§ **Your objective**:
Give the records again in full, exactly as written.

§ **Exercise input**:
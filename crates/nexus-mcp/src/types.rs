//! Domain types for tools, prompts, and resources surfaced by MCP servers.

use rmcp::model::{self as rmcp_model, RawContent};
use serde::{Deserialize, Serialize};
use serde_json::Value;
use tracing::warn;

/// Definition of an MCP tool.
#[derive(Debug, Clone, Serialize, Deserialize)]
pub struct ToolDefinition {
    /// Tool name.
    pub name: String,
    /// Server this tool belongs to.
    pub server: String,
    /// Human-readable description.
    pub description: Option<String>,
    /// JSON Schema for input parameters.
    pub input_schema: Value,
}

impl ToolDefinition {
    /// Create from an rmcp `Tool` and server name.
    #[must_use]
    pub fn from_rmcp(tool: &rmcp_model::Tool, server: &str) -> Self {
        Self {
            name: tool.name.to_string(),
            server: server.to_string(),
            description: tool.description.as_deref().map(String::from),
            input_schema: serde_json::to_value(&*tool.input_schema)
                .unwrap_or_else(|_| serde_json::json!({"type": "object"})),
        }
    }
}

/// Outcome of calling an MCP tool.
#[derive(Debug, Clone, Serialize, Deserialize)]
pub struct ToolCallOutcome {
    /// Text content blocks returned by the tool.
    pub texts: Vec<String>,
    /// Whether the server flagged the result as an error.
    pub is_error: bool,
}

impl ToolCallOutcome {
    /// All text content joined with newlines.
    #[must_use]
    pub fn joined_text(&self) -> String {
        self.texts.join("\n")
    }
}

impl From<rmcp_model::CallToolResult> for ToolCallOutcome {
    fn from(result: rmcp_model::CallToolResult) -> Self {
        let texts = result
            .content
            .iter()
            .filter_map(|c| match &**c {
                RawContent::Text(text) => Some(text.text.clone()),
                _ => None,
            })
            .collect();

        Self {
            texts,
            is_error: result.is_error.unwrap_or(false),
        }
    }
}

/// Definition of an MCP resource.
#[derive(Debug, Clone, Serialize, Deserialize)]
pub struct ResourceDefinition {
    /// Resource URI.
    pub uri: String,
    /// Server this resource belongs to.
    pub server: String,
    /// Human-readable name.
    pub name: String,
    /// Description.
    pub description: Option<String>,
    /// MIME type.
    pub mime_type: Option<String>,
}

impl ResourceDefinition {
    /// Create from an rmcp `Resource` and server name.
    #[must_use]
    pub fn from_rmcp(resource: &rmcp_model::Resource, server: &str) -> Self {
        Self {
            uri: resource.uri.clone(),
            server: server.to_string(),
            name: resource.name.clone(),
            description: resource.description.clone(),
            mime_type: resource.mime_type.clone(),
        }
    }
}

/// Decoded payload of a resource read.
///
/// JSON decoding applies if and only if the resource's MIME type is
/// `application/json`; everything else is surfaced as text. Blob
/// resources are not supported and yield `None` at the call site.
#[derive(Debug, Clone, PartialEq, Serialize, Deserialize)]
#[serde(untagged)]
pub enum ResourcePayload {
    /// Structured payload decoded from JSON.
    Json(Value),
    /// Plain text payload.
    Text(String),
}

impl ResourcePayload {
    /// Decode a text payload according to its MIME type.
    ///
    /// Returns `None` for `application/json` payloads that fail to parse;
    /// malformed JSON is logged, never propagated.
    #[must_use]
    pub fn decode(uri: &str, mime_type: Option<&str>, text: &str) -> Option<Self> {
        if mime_type == Some("application/json") {
            match serde_json::from_str(text) {
                Ok(value) => Some(Self::Json(value)),
                Err(e) => {
                    warn!(uri = %uri, error = %e, "Invalid JSON in resource");
                    None
                },
            }
        } else {
            Some(Self::Text(text.to_string()))
        }
    }

    /// Decode an rmcp resource-content item.
    #[must_use]
    pub fn from_rmcp(contents: &rmcp_model::ResourceContents, uri: &str) -> Option<Self> {
        match contents {
            rmcp_model::ResourceContents::TextResourceContents {
                mime_type, text, ..
            } => Self::decode(uri, mime_type.as_deref(), text),
            rmcp_model::ResourceContents::BlobResourceContents { .. } => None,
        }
    }

    /// Render the payload as text for context injection.
    #[must_use]
    pub fn as_context_text(&self) -> String {
        match self {
            Self::Text(text) => text.clone(),
            Self::Json(value) => {
                serde_json::to_string_pretty(value).unwrap_or_else(|_| value.to_string())
            },
        }
    }
}

/// Definition of an MCP prompt (a slash command).
#[derive(Debug, Clone, Serialize, Deserialize)]
pub struct PromptDefinition {
    /// Prompt name.
    pub name: String,
    /// Server this prompt belongs to.
    pub server: String,
    /// Description.
    pub description: Option<String>,
    /// Argument schema.
    pub arguments: Option<Vec<PromptArgument>>,
}

impl PromptDefinition {
    /// Create from an rmcp `Prompt` and server name.
    #[must_use]
    pub fn from_rmcp(prompt: &rmcp_model::Prompt, server: &str) -> Self {
        Self {
            name: prompt.name.clone(),
            server: server.to_string(),
            description: prompt.description.clone(),
            arguments: prompt.arguments.as_ref().map(|args| {
                args.iter()
                    .map(|a| PromptArgument {
                        name: a.name.clone(),
                        description: a.description.clone(),
                        required: a.required.unwrap_or(false),
                    })
                    .collect()
            }),
        }
    }
}

/// Argument for an MCP prompt.
#[derive(Debug, Clone, Serialize, Deserialize)]
pub struct PromptArgument {
    /// Argument name.
    pub name: String,
    /// Description.
    pub description: Option<String>,
    /// Whether the argument is required.
    #[serde(default)]
    pub required: bool,
}

/// A rendered message from an MCP prompt.
#[derive(Debug, Clone, PartialEq, Eq, Serialize, Deserialize)]
pub struct PromptMessage {
    /// Role of the message sender (`user` or `assistant`).
    pub role: String,
    /// Text content of the message.
    pub content: String,
}

impl PromptMessage {
    /// Convert from an rmcp prompt message.
    #[must_use]
    pub fn from_rmcp(message: &rmcp_model::PromptMessage) -> Self {
        let role = match message.role {
            rmcp_model::PromptMessageRole::User => "user",
            rmcp_model::PromptMessageRole::Assistant => "assistant",
        };
        let content = match &message.content {
            rmcp_model::PromptMessageContent::Text { text } => text.clone(),
            rmcp_model::PromptMessageContent::Image { image } => {
                format!("[image: {}]", image.mime_type)
            },
            rmcp_model::PromptMessageContent::Resource { resource } => resource.get_text(),
            rmcp_model::PromptMessageContent::ResourceLink { link } => {
                format!("[resource: {}]", link.uri)
            },
        };
        Self {
            role: role.to_string(),
            content,
        }
    }
}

§ **Result of this exercise**:
filename crates/nexus-mcp/src/types.rs
//! Domain types for tools, prompts, and resources surfaced by MCP servers.

use rmcp::model::{self as rmcp_model, RawContent};
use serde::{Deserialize, Serialize};
use serde_json::Value;
use tracing::warn;

/// Definition of an MCP tool.
#[derive(Debug, Clone, Serialize, Deserialize)]
pub struct ToolDefinition {
    /// Tool name.
    pub name: String,
    /// Server this tool belongs to.
    pub server: String,
    /// Human-readable description.
    pub description: Option<String>,
    /// JSON Schema for input parameters.
    pub input_schema: Value,
}

impl ToolDefinition {
    /// Create from an rmcp `Tool` and server name.
    #[must_use]
    pub fn from_rmcp(tool: &rmcp_model::Tool, server: &str) -> Self {
        Self {
            name: tool.name.to_string(),
            server: server.to_string(),
            description: tool.description.as_deref().map(String::from),
            input_schema: serde_json::to_value(&*tool.input_schema)
                .unwrap_or_else(|_| serde_json::json!({"type": "object"})),
        }
    }
}

/// Outcome of calling an MCP tool.
#[derive(Debug, Clone, Serialize, Deserialize)]
pub struct ToolCallOutcome {
    /// Text content blocks returned by the tool.
    pub texts: Vec<String>,
    /// Whether the server flagged the result as an error.
    pub is_error: bool,
}

impl ToolCallOutcome {
    /// All text content joined with newlines.
    #[must_use]
    pub fn joined_text(&self) -> String {
        self.texts.join("\n")
    }
}

impl From<rmcp_model::CallToolResult> for ToolCallOutcome {
    fn from(result: rmcp_model::CallToolResult) -> Self {
        let texts = result
            .content
            .iter()
            .filter_map(|c| match &**c {
                RawContent::Text(text) => Some(text.text.clone()),
                _ => None,
            })
            .collect();

        Self {
            texts,
            is_error: result.is_error.unwrap_or(false),
        }
    }
}

/// Definition of an MCP resource.
#[derive(Debug, Clone, Serialize, Deserialize)]
pub struct ResourceDefinition {
    /// Resource URI.
    pub uri: String,
    /// Server this resource belongs to.
    pub server: String,
    /// Human-readable name.
    pub name: String,
    /// Description.
    pub description: Option<String>,
    /// MIME type.
    pub mime_type: Option<String>,
}

impl ResourceDefinition {
    /// Create from an rmcp `Resource` and server name.
    #[must_use]
    pub fn from_rmcp(resource: &rmcp_model::Resource, server: &str) -> Self {
        Self {
            uri: resource.uri.clone(),
            server: server.to_string(),
            name: resource.name.clone(),
            description: resource.description.clone(),
            mime_type: resource.mime_type.clone(),
        }
    }
}

/// Decoded payload of a resource read.
///
/// JSON decoding applies if and only if the resource's MIME type is
/// `application/json`; everything else is surfaced as text. Blob
/// resources are not supported and yield `None` at the call site.
#[derive(Debug, Clone, PartialEq, Serialize, Deserialize)]
#[serde(untagged)]
pub enum ResourcePayload {
    /// Structured payload decoded from JSON.
    Json(Value),
    /// Plain text payload.
    Text(String),
}

impl ResourcePayload {
    /// Decode a text payload according to its MIME type.
    ///
    /// Returns `None` for `application/json` payloads that fail to parse;
    /// malformed JSON is logged, never propagated.
    #[must_use]
    pub fn decode(uri: &str, mime_type: Option<&str>, text: &str) -> Option<Self> {
        if mime_type == Some("application/json") {
            match serde_json::from_str(text) {
                Ok(value) => Some(Self::Json(value)),
                Err(e) => {
                    warn!(uri = %uri, error = %e, "Invalid JSON in resource");
                    None
                },
            }
        } else {
            Some(Self::Text(text.to_string()))
        }
    }

    /// Decode an rmcp resource-content item.
    #[must_use]
    pub fn from_rmcp(contents: &rmcp_model::ResourceContents, uri: &str) -> Option<Self> {
        match contents {
            rmcp_model::ResourceContents::TextResourceContents {
                mime_type, text, ..
            } => Self::decode(uri, mime_type.as_deref(), text),
            rmcp_model::ResourceContents::BlobResourceContents { .. } => None,
        }
    }

    /// Render the payload as text for context injection.
    #[must_use]
    pub fn as_context_text(&self) -> String {
        match self {
            Self::Text(text) => text.clone(),
            Self::Json(value) => {
                serde_json::to_string_pretty(value).unwrap_or_else(|_| value.to_string())
            },
        }
    }
}

/// Definition of an MCP prompt (a slash command).
#[derive(Debug, Clone, Serialize, Deserialize)]
pub struct PromptDefinition {
    /// Prompt name.
    pub name: String,
    /// Server this prompt belongs to.
    pub server: String,
    /// Description.
    pub description: Option<String>,
    /// Argument schema.
    pub arguments: Option<Vec<PromptArgument>>,
}

impl PromptDefinition {
    /// Create from an rmcp `Prompt` and server name.
    #[must_use]
    pub fn from_rmcp(prompt: &rmcp_model::Prompt, server: &str) -> Self {
        Self {
            name: prompt.name.clone(),
            server: server.to_string(),
            description: prompt.description.clone(),
            arguments: prompt.arguments.as_ref().map(|args| {
                args.iter()
                    .map(|a| PromptArgument {
                        name: a.name.clone(),
                        description: a.description.clone(),
                        required: a.required.unwrap_or(false),
                    })
                    .collect()
            }),
        }
    }
}

/// Argument for an MCP prompt.
#[derive(Debug, Clone, Serialize, Deserialize)]
pub struct PromptArgument {
    /// Argument name.
    pub name: String,
    /// Description.
    pub description: Option<String>,
    /// Whether the argument is required.
    #[serde(default)]
    pub required: bool,
}

/// A rendered message from an MCP prompt.
#[derive(Debug, Clone, PartialEq, Eq, Serialize, Deserialize)]
pub struct PromptMessage {
    /// Role of the message sender (`user` or `assistant`).
    pub role: String,
    /// Text content of the message.
    pub content: String,
}

impl PromptMessage {
    /// Convert from an rmcp prompt message.
    #[must_use]
    pub fn from_rmcp(message: &rmcp_model::PromptMessage) -> Self {
        let role = match message.role {
            rmcp_model::PromptMessageRole::User => "user",
            rmcp_model::PromptMessageRole::Assistant => "assistant",
        };
        let content = match &message.content {
            rmcp_model::PromptMessageContent::Text { text } => text.clone(),
            rmcp_model::PromptMessageContent::Image { image } => {
                format!("[image: {}]", image.mime_type)
            },
            rmcp_model::PromptMessageContent::Resource { resource } => resource.get_text(),
            rmcp_model::PromptMessageContent::ResourceLink { link } => {
                format!("[resource: {}]", link.uri)
            },
        };
        Self {
            role: role.to_string(),
            content,
        }
    }
}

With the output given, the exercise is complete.